Exactly the lines from the start of the data below through the line containing "use std::path::PathBuf;" must be returned, and no others.

──────── INFORMATION PROVIDED

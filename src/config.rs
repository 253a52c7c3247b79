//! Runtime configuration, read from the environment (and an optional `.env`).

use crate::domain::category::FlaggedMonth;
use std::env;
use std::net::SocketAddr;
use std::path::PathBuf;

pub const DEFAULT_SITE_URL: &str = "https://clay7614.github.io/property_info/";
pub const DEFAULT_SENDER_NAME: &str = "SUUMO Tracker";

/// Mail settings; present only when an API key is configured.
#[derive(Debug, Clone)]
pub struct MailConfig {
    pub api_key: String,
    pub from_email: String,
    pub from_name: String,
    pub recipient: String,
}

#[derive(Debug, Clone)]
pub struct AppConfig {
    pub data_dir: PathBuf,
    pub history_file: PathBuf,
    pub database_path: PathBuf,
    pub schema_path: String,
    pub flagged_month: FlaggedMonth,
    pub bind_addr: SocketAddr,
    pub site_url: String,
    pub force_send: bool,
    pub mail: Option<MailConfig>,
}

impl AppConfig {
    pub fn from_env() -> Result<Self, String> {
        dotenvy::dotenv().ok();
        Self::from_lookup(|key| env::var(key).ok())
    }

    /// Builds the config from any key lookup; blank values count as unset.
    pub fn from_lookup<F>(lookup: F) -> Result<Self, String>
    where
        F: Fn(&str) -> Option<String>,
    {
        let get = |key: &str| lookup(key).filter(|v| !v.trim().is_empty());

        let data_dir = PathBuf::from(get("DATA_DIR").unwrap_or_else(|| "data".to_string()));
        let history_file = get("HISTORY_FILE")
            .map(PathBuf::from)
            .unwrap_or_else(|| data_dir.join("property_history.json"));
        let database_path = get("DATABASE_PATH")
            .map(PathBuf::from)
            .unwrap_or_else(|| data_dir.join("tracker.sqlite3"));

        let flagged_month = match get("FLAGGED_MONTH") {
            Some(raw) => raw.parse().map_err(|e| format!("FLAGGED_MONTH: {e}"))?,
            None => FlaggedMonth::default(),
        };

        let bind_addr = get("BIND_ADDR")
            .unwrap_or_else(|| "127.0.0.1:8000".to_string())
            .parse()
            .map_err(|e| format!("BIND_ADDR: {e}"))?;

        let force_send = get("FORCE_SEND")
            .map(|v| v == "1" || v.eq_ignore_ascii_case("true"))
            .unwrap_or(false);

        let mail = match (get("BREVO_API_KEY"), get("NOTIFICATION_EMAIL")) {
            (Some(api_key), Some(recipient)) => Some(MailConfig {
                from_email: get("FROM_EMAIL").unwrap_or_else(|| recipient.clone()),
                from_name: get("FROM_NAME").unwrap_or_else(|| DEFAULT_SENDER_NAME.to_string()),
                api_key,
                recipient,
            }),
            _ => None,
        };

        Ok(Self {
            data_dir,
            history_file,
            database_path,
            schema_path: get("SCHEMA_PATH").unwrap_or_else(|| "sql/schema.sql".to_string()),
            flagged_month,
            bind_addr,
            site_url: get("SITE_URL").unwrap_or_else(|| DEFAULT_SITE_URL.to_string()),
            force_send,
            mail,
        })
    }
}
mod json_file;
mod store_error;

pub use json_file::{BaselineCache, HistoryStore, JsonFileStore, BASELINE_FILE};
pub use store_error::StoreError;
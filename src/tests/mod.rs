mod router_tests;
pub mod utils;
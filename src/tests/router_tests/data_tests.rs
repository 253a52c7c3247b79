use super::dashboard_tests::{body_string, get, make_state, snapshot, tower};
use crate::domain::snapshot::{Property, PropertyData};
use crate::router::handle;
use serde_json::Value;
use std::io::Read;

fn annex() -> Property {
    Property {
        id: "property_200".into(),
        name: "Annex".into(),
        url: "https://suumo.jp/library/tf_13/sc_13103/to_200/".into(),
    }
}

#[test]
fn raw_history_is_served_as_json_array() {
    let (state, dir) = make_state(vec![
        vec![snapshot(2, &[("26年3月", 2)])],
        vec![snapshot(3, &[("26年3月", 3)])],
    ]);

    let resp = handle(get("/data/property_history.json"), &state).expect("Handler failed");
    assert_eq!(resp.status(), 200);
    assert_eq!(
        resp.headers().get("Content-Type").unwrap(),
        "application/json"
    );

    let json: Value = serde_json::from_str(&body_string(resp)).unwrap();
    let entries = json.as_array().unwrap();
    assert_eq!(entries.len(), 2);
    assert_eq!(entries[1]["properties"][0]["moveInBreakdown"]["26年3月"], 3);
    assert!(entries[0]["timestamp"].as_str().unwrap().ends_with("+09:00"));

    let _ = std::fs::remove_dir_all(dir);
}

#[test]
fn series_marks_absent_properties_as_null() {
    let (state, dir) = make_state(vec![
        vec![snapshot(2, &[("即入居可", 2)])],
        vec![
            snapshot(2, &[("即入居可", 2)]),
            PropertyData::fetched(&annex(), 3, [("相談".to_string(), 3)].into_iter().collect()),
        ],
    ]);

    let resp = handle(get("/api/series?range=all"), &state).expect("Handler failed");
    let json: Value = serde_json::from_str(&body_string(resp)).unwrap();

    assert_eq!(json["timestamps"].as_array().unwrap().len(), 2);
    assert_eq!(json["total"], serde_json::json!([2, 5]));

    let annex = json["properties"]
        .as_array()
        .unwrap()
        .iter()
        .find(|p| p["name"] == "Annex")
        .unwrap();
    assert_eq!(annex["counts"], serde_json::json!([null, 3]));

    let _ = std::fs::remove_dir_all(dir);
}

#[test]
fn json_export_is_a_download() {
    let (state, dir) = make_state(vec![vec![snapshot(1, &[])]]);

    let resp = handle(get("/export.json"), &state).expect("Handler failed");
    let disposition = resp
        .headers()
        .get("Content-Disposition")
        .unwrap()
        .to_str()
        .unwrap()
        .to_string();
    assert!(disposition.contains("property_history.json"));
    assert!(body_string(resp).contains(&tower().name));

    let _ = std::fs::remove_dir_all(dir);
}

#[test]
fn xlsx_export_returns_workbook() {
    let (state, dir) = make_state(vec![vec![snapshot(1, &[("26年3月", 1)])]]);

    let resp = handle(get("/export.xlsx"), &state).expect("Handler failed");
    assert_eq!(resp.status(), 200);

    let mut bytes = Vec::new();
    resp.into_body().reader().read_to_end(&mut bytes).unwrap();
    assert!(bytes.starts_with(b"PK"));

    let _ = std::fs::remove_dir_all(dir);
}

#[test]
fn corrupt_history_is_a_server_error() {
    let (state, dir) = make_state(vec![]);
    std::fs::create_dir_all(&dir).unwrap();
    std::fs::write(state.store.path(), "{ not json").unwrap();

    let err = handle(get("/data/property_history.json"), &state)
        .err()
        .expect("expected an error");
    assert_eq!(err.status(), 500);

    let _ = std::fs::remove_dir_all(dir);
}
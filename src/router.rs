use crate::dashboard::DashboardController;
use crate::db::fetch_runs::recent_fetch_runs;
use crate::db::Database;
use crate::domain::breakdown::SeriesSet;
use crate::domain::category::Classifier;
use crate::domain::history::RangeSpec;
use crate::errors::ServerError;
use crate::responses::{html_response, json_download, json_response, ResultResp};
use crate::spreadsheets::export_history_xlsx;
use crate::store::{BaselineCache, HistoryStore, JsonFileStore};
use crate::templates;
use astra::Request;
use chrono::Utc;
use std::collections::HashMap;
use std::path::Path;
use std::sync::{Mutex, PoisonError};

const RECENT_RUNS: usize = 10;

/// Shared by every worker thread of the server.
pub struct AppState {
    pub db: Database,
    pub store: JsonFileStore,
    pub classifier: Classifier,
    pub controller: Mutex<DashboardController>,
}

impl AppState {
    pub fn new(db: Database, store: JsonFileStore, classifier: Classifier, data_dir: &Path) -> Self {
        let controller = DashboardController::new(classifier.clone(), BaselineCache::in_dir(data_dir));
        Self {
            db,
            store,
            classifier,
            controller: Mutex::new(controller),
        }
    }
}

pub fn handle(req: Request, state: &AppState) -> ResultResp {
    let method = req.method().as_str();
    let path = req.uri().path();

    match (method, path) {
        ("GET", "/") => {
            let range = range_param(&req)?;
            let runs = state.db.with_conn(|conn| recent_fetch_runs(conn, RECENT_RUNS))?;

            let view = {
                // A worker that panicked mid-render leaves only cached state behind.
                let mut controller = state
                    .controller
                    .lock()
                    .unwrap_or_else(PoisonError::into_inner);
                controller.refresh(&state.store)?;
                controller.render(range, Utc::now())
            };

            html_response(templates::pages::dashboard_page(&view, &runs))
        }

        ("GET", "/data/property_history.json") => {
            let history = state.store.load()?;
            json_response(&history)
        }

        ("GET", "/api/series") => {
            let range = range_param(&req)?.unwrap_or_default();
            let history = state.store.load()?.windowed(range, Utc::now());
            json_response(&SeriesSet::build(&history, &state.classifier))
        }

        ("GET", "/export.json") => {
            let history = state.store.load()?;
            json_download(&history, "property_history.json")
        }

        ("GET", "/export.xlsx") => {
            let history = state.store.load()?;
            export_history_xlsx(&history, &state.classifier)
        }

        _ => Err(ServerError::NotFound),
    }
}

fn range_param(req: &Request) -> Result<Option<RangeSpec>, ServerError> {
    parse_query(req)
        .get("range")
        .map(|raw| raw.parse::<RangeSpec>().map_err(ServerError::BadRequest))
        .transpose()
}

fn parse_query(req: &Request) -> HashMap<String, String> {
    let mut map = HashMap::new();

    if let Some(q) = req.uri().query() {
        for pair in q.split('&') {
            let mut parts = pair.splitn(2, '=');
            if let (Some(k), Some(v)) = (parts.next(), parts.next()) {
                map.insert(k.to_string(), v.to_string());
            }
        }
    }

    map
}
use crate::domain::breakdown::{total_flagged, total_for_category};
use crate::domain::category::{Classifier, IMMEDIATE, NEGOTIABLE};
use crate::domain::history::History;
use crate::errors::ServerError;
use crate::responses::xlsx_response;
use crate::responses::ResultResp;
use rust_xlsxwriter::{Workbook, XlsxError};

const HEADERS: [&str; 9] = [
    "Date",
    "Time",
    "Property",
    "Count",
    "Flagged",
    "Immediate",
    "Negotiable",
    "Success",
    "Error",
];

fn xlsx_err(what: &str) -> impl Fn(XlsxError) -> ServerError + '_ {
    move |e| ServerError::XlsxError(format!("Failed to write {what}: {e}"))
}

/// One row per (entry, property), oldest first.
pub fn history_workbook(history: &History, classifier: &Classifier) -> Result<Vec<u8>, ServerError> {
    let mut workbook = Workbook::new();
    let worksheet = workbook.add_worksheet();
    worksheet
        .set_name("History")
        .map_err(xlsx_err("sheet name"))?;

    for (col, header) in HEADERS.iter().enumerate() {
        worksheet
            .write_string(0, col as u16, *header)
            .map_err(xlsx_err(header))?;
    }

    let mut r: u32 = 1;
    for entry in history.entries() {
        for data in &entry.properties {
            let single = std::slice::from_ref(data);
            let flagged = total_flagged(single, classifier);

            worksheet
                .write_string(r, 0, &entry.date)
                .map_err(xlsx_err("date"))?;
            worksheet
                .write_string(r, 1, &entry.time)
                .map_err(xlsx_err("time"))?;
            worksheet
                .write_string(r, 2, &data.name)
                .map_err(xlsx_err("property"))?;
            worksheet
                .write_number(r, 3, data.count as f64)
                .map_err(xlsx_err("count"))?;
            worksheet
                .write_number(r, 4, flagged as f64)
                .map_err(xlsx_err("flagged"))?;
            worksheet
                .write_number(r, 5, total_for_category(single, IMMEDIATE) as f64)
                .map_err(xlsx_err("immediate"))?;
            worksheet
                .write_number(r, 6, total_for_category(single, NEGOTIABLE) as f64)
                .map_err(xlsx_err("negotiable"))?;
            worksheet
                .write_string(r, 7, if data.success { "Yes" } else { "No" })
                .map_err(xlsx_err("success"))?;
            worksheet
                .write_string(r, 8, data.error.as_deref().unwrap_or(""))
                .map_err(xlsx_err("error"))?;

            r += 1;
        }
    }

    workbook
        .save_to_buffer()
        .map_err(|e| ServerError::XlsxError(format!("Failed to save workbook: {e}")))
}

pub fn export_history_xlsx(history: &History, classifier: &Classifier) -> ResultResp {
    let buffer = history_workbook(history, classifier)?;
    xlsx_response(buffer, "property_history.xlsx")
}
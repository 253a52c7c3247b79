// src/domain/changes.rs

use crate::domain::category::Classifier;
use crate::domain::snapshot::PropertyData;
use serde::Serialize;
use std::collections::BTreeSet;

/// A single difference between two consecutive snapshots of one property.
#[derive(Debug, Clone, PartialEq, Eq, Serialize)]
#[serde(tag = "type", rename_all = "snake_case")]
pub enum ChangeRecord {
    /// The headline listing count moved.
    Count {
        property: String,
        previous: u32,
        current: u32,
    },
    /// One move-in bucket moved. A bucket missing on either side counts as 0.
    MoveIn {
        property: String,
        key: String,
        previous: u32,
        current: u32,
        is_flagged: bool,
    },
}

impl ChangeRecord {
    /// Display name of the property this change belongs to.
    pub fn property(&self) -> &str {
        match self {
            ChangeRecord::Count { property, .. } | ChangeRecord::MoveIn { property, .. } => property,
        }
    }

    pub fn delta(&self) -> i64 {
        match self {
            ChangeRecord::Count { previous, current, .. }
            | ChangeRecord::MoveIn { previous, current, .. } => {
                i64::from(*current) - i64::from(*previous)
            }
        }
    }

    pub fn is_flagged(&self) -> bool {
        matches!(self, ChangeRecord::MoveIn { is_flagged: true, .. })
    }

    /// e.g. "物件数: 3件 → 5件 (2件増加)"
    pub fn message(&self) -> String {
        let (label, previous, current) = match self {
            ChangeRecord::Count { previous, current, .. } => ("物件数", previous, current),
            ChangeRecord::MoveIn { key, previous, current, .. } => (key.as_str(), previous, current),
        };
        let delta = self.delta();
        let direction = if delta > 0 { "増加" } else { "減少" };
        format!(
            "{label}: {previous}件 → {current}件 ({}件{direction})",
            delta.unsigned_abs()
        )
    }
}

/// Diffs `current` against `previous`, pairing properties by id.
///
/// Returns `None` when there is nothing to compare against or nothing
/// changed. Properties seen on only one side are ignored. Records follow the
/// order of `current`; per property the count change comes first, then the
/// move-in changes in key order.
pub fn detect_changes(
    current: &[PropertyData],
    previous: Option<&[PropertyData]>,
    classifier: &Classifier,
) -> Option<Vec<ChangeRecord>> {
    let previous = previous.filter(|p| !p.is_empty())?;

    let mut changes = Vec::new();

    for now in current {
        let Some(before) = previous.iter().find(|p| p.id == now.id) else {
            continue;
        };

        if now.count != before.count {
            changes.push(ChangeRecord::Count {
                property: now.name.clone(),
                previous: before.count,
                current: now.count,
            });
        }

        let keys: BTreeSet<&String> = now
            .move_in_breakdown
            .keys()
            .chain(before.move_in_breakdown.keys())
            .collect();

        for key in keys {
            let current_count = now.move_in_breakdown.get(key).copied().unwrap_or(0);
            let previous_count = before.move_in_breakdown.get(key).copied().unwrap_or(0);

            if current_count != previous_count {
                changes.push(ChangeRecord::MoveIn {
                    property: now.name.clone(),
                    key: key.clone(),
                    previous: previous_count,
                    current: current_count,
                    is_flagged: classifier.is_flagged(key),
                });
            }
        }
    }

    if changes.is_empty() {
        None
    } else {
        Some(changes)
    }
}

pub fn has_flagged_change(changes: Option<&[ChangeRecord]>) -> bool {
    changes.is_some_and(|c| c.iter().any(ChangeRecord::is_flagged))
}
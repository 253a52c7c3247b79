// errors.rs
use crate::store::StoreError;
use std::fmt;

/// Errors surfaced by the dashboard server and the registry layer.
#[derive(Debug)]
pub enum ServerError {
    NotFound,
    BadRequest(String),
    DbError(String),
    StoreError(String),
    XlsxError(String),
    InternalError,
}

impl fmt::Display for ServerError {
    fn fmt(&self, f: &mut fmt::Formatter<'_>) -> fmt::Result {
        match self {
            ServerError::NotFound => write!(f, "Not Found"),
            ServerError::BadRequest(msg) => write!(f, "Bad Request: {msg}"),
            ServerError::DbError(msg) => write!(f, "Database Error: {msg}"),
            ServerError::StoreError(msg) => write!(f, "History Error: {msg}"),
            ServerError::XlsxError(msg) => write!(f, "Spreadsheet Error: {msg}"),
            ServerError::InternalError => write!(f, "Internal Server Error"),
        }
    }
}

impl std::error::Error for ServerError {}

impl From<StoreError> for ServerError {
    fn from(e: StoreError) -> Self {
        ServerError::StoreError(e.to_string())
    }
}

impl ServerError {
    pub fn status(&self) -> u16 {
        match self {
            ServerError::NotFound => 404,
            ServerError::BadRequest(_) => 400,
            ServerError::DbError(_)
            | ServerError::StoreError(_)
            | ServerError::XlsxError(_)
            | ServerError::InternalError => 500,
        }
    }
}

────────────────

EXERCISE SOLUTION:
filename src/config.rs
repository 253a52c7c3247b79
//! Runtime configuration, read from the environment (and an optional `.env`).

use crate::domain::category::FlaggedMonth;
use std::env;
use std::net::SocketAddr;
use std::path::PathBuf;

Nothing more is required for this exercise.